Jeudi 23 juin 2011 alors que les députés examinaient le projet de loi, une manifestation d’un millier de personnes aux abords de l’assemblée nationale a dégénéré, donnant lieu à de heurts très violents entre jeunes et forces de l’ordre qui ont répliqué à coup de gaz lacrymogènes, de balles en caoutchouc et de canons à eau. Ces émeutes contre un projet présenté au peuple comme « un renfort de la démocratie et de la stabilité » du Sénégal et le risque de chaos qu’elles laissaient entrevoir dans tout le pays ont mis sur le pouvoir une pression telle que le gouvernement a dû annoncer le retrait du projet de loi controversé.

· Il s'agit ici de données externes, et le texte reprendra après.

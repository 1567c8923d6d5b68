//! Prometheus-compatible netcode metrics
//!
//! Counters for the prediction/reconciliation protocol, shared by every pawn
//! in a process. Default endpoint: http://localhost:9090/metrics

use std::sync::atomic::{AtomicU64, Ordering};
use std::sync::Arc;
use std::time::Instant;

#[cfg(feature = "metrics_extended")]
use parking_lot::RwLock;
#[cfg(feature = "metrics_extended")]
use std::collections::VecDeque;
use tokio::io::{AsyncReadExt, AsyncWriteExt};
use tokio::net::TcpListener;
use tracing::{debug, info};

#[cfg(feature = "metrics_extended")]
const CORRECTION_HISTORY: usize = 1000;

/// Metrics registry for prediction and reconciliation
#[derive(Debug)]
pub struct NetcodeMetrics {
    // Client side
    pub moves_sent: AtomicU64,
    pub important_moves: AtomicU64,
    pub acks_good_received: AtomicU64,
    pub acks_bad_received: AtomicU64,
    pub acks_unmatched: AtomicU64,
    pub replays: AtomicU64,
    pub replayed_moves: AtomicU64,
    pub buffer_overflows: AtomicU64,
    pub pending_moves: AtomicU64,

    // Authority side
    pub moves_received: AtomicU64,
    pub moves_rejected: AtomicU64,
    pub moves_skipped: AtomicU64,
    pub timestamp_resets: AtomicU64,
    pub acks_good_sent: AtomicU64,
    pub acks_bad_sent: AtomicU64,
    pub discrepancy_detections: AtomicU64,
    pub forced_updates: AtomicU64,
    /// Worst outstanding time discrepancy, microseconds
    pub time_discrepancy_us: AtomicU64,

    // Wire
    pub bytes_sent: AtomicU64,
    pub bytes_received: AtomicU64,
    pub decode_errors: AtomicU64,

    // Correction distance (world units x 100)
    pub correction_p95: AtomicU64,
    pub correction_max: AtomicU64,

    start_time: Instant,

    #[cfg(feature = "metrics_extended")]
    correction_history: RwLock<VecDeque<f32>>,
}

impl NetcodeMetrics {
    pub fn new() -> Self {
        Self {
            moves_sent: AtomicU64::new(0),
            important_moves: AtomicU64::new(0),
            acks_good_received: AtomicU64::new(0),
            acks_bad_received: AtomicU64::new(0),
            acks_unmatched: AtomicU64::new(0),
            replays: AtomicU64::new(0),
            replayed_moves: AtomicU64::new(0),
            buffer_overflows: AtomicU64::new(0),
            pending_moves: AtomicU64::new(0),
            moves_received: AtomicU64::new(0),
            moves_rejected: AtomicU64::new(0),
            moves_skipped: AtomicU64::new(0),
            timestamp_resets: AtomicU64::new(0),
            acks_good_sent: AtomicU64::new(0),
            acks_bad_sent: AtomicU64::new(0),
            discrepancy_detections: AtomicU64::new(0),
            forced_updates: AtomicU64::new(0),
            time_discrepancy_us: AtomicU64::new(0),
            bytes_sent: AtomicU64::new(0),
            bytes_received: AtomicU64::new(0),
            decode_errors: AtomicU64::new(0),
            correction_p95: AtomicU64::new(0),
            correction_max: AtomicU64::new(0),
            start_time: Instant::now(),
            #[cfg(feature = "metrics_extended")]
            correction_history: RwLock::new(VecDeque::with_capacity(CORRECTION_HISTORY)),
        }
    }

    #[inline]
    pub fn incr(counter: &AtomicU64) {
        counter.fetch_add(1, Ordering::Relaxed);
    }

    /// Record how far a correction moved the client
    pub fn record_correction(&self, distance: f32) {
        let scaled = (distance.max(0.0) * 100.0) as u64;
        self.correction_max.fetch_max(scaled, Ordering::Relaxed);

        #[cfg(feature = "metrics_extended")]
        {
            let mut history = self.correction_history.write();
            history.push_back(distance);
            while history.len() > CORRECTION_HISTORY {
                history.pop_front();
            }

            if history.len() >= 10 {
                let mut sorted: Vec<f32> = history.iter().copied().collect();
                sorted.sort_unstable_by(|a, b| a.total_cmp(b));
                let p95_idx = ((sorted.len() as f32 * 0.95) as usize).min(sorted.len() - 1);
                self.correction_p95
                    .store((sorted[p95_idx] * 100.0) as u64, Ordering::Relaxed);
            }
        }
    }

    /// Track the outstanding discrepancy of a resolving pawn (seconds)
    pub fn record_time_discrepancy(&self, seconds: f64) {
        let us = (seconds.max(0.0) * 1_000_000.0) as u64;
        self.time_discrepancy_us.store(us, Ordering::Relaxed);
    }

    pub fn uptime_seconds(&self) -> u64 {
        self.start_time.elapsed().as_secs()
    }

    /// Generate Prometheus-format metrics output
    pub fn to_prometheus(&self) -> String {
        let mut output = String::with_capacity(4096);

        macro_rules! metric {
            ($name:expr, $help:expr, $type:expr, $value:expr) => {
                output.push_str(&format!(
                    "# HELP {} {}\n# TYPE {} {}\n{} {}\n",
                    $name, $help, $name, $type, $name, $value
                ));
            };
        }

        // Client
        metric!("pawn_netcode_moves_sent_total", "Moves sent to the authority", "counter",
            self.moves_sent.load(Ordering::Relaxed));
        metric!("pawn_netcode_important_moves_total", "Moves whose input changed since the last ack", "counter",
            self.important_moves.load(Ordering::Relaxed));
        metric!("pawn_netcode_acks_good_received_total", "Good acknowledgements applied", "counter",
            self.acks_good_received.load(Ordering::Relaxed));
        metric!("pawn_netcode_acks_bad_received_total", "Corrections applied", "counter",
            self.acks_bad_received.load(Ordering::Relaxed));
        metric!("pawn_netcode_acks_unmatched_total", "Acknowledgements for unknown moves", "counter",
            self.acks_unmatched.load(Ordering::Relaxed));
        metric!("pawn_netcode_replays_total", "Replays after a correction", "counter",
            self.replays.load(Ordering::Relaxed));
        metric!("pawn_netcode_replayed_moves_total", "Moves re-simulated by replays", "counter",
            self.replayed_moves.load(Ordering::Relaxed));
        metric!("pawn_netcode_buffer_overflows_total", "Saved-move buffers discarded for being full", "counter",
            self.buffer_overflows.load(Ordering::Relaxed));
        metric!("pawn_netcode_pending_moves", "Unacknowledged moves buffered", "gauge",
            self.pending_moves.load(Ordering::Relaxed));

        // Authority
        metric!("pawn_netcode_moves_received_total", "Moves received from clients", "counter",
            self.moves_received.load(Ordering::Relaxed));
        metric!("pawn_netcode_moves_rejected_total", "Moves dropped for stale or implausible timestamps", "counter",
            self.moves_rejected.load(Ordering::Relaxed));
        metric!("pawn_netcode_moves_skipped_total", "Moves accepted but not simulated", "counter",
            self.moves_skipped.load(Ordering::Relaxed));
        metric!("pawn_netcode_timestamp_resets_total", "Client timestamp resets detected", "counter",
            self.timestamp_resets.load(Ordering::Relaxed));
        metric!("pawn_netcode_acks_good_sent_total", "Good acknowledgements sent", "counter",
            self.acks_good_sent.load(Ordering::Relaxed));
        metric!("pawn_netcode_acks_bad_sent_total", "Corrections sent", "counter",
            self.acks_bad_sent.load(Ordering::Relaxed));
        metric!("pawn_netcode_discrepancy_detections_total", "Movement time discrepancies detected", "counter",
            self.discrepancy_detections.load(Ordering::Relaxed));
        metric!("pawn_netcode_forced_updates_total", "Forced position updates", "counter",
            self.forced_updates.load(Ordering::Relaxed));
        metric!("pawn_netcode_time_discrepancy_microseconds", "Outstanding time discrepancy", "gauge",
            self.time_discrepancy_us.load(Ordering::Relaxed));

        // Wire
        metric!("pawn_netcode_bytes_sent_total", "Total bytes sent", "counter",
            self.bytes_sent.load(Ordering::Relaxed));
        metric!("pawn_netcode_bytes_received_total", "Total bytes received", "counter",
            self.bytes_received.load(Ordering::Relaxed));
        metric!("pawn_netcode_decode_errors_total", "Datagrams that failed to decode", "counter",
            self.decode_errors.load(Ordering::Relaxed));

        metric!("pawn_netcode_correction_distance_p95", "95th percentile correction distance (x100)", "gauge",
            self.correction_p95.load(Ordering::Relaxed));
        metric!("pawn_netcode_correction_distance_max", "Largest correction distance (x100)", "gauge",
            self.correction_max.load(Ordering::Relaxed));
        metric!("pawn_netcode_uptime_seconds", "Uptime in seconds", "counter",
            self.uptime_seconds());

        output
    }

    /// Generate JSON format metrics
    pub fn to_json(&self) -> String {
        let load = |counter: &AtomicU64| counter.load(Ordering::Relaxed);
        let value = serde_json::json!({
            "client": {
                "moves_sent": load(&self.moves_sent),
                "important_moves": load(&self.important_moves),
                "acks_good_received": load(&self.acks_good_received),
                "acks_bad_received": load(&self.acks_bad_received),
                "acks_unmatched": load(&self.acks_unmatched),
                "replays": load(&self.replays),
                "replayed_moves": load(&self.replayed_moves),
                "buffer_overflows": load(&self.buffer_overflows),
                "pending_moves": load(&self.pending_moves),
            },
            "authority": {
                "moves_received": load(&self.moves_received),
                "moves_rejected": load(&self.moves_rejected),
                "moves_skipped": load(&self.moves_skipped),
                "timestamp_resets": load(&self.timestamp_resets),
                "acks_good_sent": load(&self.acks_good_sent),
                "acks_bad_sent": load(&self.acks_bad_sent),
                "discrepancy_detections": load(&self.discrepancy_detections),
                "forced_updates": load(&self.forced_updates),
                "time_discrepancy_us": load(&self.time_discrepancy_us),
            },
            "network": {
                "bytes_sent": load(&self.bytes_sent),
                "bytes_received": load(&self.bytes_received),
                "decode_errors": load(&self.decode_errors),
            },
            "corrections": {
                "distance_p95": load(&self.correction_p95) as f64 / 100.0,
                "distance_max": load(&self.correction_max) as f64 / 100.0,
            },
            "uptime_seconds": self.uptime_seconds(),
        });
        serde_json::to_string_pretty(&value).unwrap_or_default()
    }
}

impl Default for NetcodeMetrics {
    fn default() -> Self {
        Self::new()
    }
}

/// Start the metrics HTTP server
pub async fn start_metrics_server(metrics: Arc<NetcodeMetrics>, port: u16) -> anyhow::Result<()> {
    let addr = format!("0.0.0.0:{}", port);
    let listener = TcpListener::bind(&addr).await?;

    info!("Metrics server listening on http://{}/metrics", addr);

    loop {
        let (mut socket, peer) = listener.accept().await?;
        let metrics = metrics.clone();

        tokio::spawn(async move {
            let mut buffer = [0u8; 1024];

            match socket.read(&mut buffer).await {
                Ok(n) if n > 0 => {
                    let request = String::from_utf8_lossy(&buffer[..n]);
                    let response = route(&metrics, &request);
                    if let Err(e) = socket.write_all(response.as_bytes()).await {
                        debug!("Failed to write metrics response to {}: {}", peer, e);
                    }
                }
                Ok(_) => {}
                Err(e) => {
                    debug!("Failed to read from metrics socket {}: {}", peer, e);
                }
            }
        });
    }
}

fn route(metrics: &NetcodeMetrics, request: &str) -> String {
    let respond = |content_type: &str, body: &str| {
        format!(
            "HTTP/1.1 200 OK\r\nContent-Type: {}\r\nContent-Length: {}\r\nConnection: close\r\n\r\n{}",
            content_type,
            body.len(),
            body
        )
    };

    if request.starts_with("GET /metrics/json") || request.starts_with("GET /json") {
        respond("application/json", &metrics.to_json())
    } else if request.starts_with("GET /metrics") {
        respond("text/plain; version=0.0.4", &metrics.to_prometheus())
    } else if request.starts_with("GET /health") || request.starts_with("GET / ") {
        respond("text/plain", "OK")
    } else {
        "HTTP/1.1 404 Not Found\r\nContent-Length: 0\r\nConnection: close\r\n\r\n".to_string()
    }
}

Le ticket Wade-Wade déchiqueté par la rue en colère
 
« Ticket présidentiel » et « Quart bloquant » telles sont les deux idées autour desquelles s’articulait ce projet de modification de la constitution qui allait inaugurer une ère nouvelle de gouvernance sous l’égide d’Abdoulaye Wade grand favori de la prochaine élection présidentielle.
 
Les électeurs sénégalais allaient élire dans le cadre d’un ticket un président et un vice-président pour un mandat de 5 ans. En cas de démission, d’empêchement définitif ou de décès en cours de mandat du président, c’est au vice-président qu’allait revenir la direction de l’Etat. Le président conserverait toutefois le pouvoir de changer comme bon lui semble de vice-président au cours de son mandat. Le dispositif du « Quart bloquant » allait quant à lui permettre dès le premier tour au ticket ayant remporté le quart des voix des électeurs d’être déclaré vainqueur sans qu’il soit nécessaire de recourir à un second tour.
 
Ce projet provoqua l’émoi dans le pays et fut d’autant plus décrié qu’il émanait d’un président accusé depuis de longues années de vouloir céder son fauteuil à son fils. Pour de nombreux observateurs de la vie politique sénégalaise il parut évident que le colistier d’Abdoulaye Wade ne pouvait être que son fils Karim âgé de 42 ans. La réticence du président sénégalais à donner le nom de son colistier contribua à alimenter grandement cette rumeur et ses dénégations furent de peu de secours pour dissiper l’idée que le ticket Wade-Wade allait être celui proposé par le pouvoir.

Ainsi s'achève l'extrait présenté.